Friday, December 4, 2009

Fascination of the Abomination

"In some inland post feel the savagery, the utter savagery, had closed round him—all that mysterious life of the wilderness that stirs in the forest, in the jungles, in the hearts of wild men. There's no initiation either into such mysteries. He has to live in the midst of the incomprehensible, which is detestable. And it has a fascination, too, which goes to work upon him. The fascination of the abomination—you know. Imagine the growing regrets, the longing to escape, the powerless disgust, the surrender, the hate."

- Joseph Conrad, Heart of Darkness

The horror, the horror:

The cast of MTV's new reality show, "Jersey Shore."

I'm not joking; here's a review of the first episode.

Tuesday, December 1, 2009

The Paradox of the Middle Class

From the New York Times, an article whose subject seems to get at the essence of growing up in the middle class—Tips for the Admissions Test...To Kindergarten:
Test preparation has long been a big business catering to students taking SATs and admissions exams for law, medical and other graduate schools. But the new clientele is quite a bit younger: 3- and 4-year-olds whose parents hope that a little assistance — costing upward of $1,000 for several sessions — will help them win coveted spots in the city’s gifted and talented public kindergarten classes.
The article goes on to describe how the kindergarten tutoring business is taking off (the Bright Kids program featured here is just one of many) and why (many parents figure a couple thousand for tutoring is cheaper than private schools).

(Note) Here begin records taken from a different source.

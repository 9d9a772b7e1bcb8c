//! Lead capture payload

use serde::Deserialize;
use validator::Validate;

use crate::models::vehicle::string_or_number;

/// `POST /interest` body (JSON or form encoded)
#[derive(Debug, Default, Deserialize, Validate)]
pub struct LeadRequest {
    #[serde(default, deserialize_with = "string_or_number")]
    #[validate(length(max = 64))]
    pub stocknum: Option<String>,

    #[serde(default)]
    #[validate(length(max = 254))]
    pub email: Option<String>,

    #[serde(default)]
    #[validate(length(max = 120))]
    pub fullname: Option<String>,
}

/// Lead that passed validation
#[derive(Debug, Clone, PartialEq, Eq)]
pub struct ValidLead {
    pub stock_num: String,
    pub email: String,
    pub full_name: String,
}
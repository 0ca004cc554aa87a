use polars::prelude::PolarsError;
use thiserror::Error;

#[derive(Debug, Error)]
pub enum TableError {
    #[error("{source_name}: failed to read file: {source}")]
    Io {
        source_name: String,
        #[source]
        source: std::io::Error,
    },

    #[error("{source_name} CSV error: {source}")]
    Csv {
        source_name: String,
        #[source]
        source: csv::Error,
    },

    #[error("{source_name} header row invalid: {message}")]
    InvalidHeader {
        source_name: String,
        message: String,
    },

    #[error("{source_name}: failed to build table: {source}")]
    Polars {
        source_name: String,
        #[source]
        source: PolarsError,
    },
}

/// A required column could not be found under any of its known aliases.
#[derive(Debug, Clone, Error)]
#[error("{context}: {message}. Found: [{}]", .available.join(", "))]
pub struct SchemaError {
    pub context: String,
    pub message: String,
    pub available: Vec<String>,
}

impl SchemaError {
    pub fn new(
        context: impl Into<String>,
        message: impl Into<String>,
        available: Vec<String>,
    ) -> Self {
        Self {
            context: context.into(),
            message: message.into(),
            available,
        }
    }
}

Although the whole affair seems outrageous and ridiculous at face value, it's difficult to resolve the issues here. If you ask people how we should distribute scarce rewards in a society fairly, most of them will say that they should go to the people who work the hardest (there is, in fact, research to back this up: q.v. Chapter 11, "Distributive Justice," in Homans, G.C., Social Behavior. New York: Harcourt, Brace, and Janovich, 1974; and also work by Guillermina Jasso). But you put that principle into practice and you end up with situations like these, which seem, frankly, dehumanizing.

There are a number of other issues entangled here (like what it even means to be "gifted"; whether such ability is innate or acquired; whether differentiating education is worthwhile/necessary/inevitable; what it means to provide equal opportunity; the extent to which education figures into the American Dream, etc., etc.), but what makes the article jump out at me is that it shows how hard we, the middle class, are competing. It's like we're fighting tooth and nail for our very survival, even though fighting for survival seems unnecessary in modern society. Desperation amidst plenty: this, I believe, is the paradox of the middle class.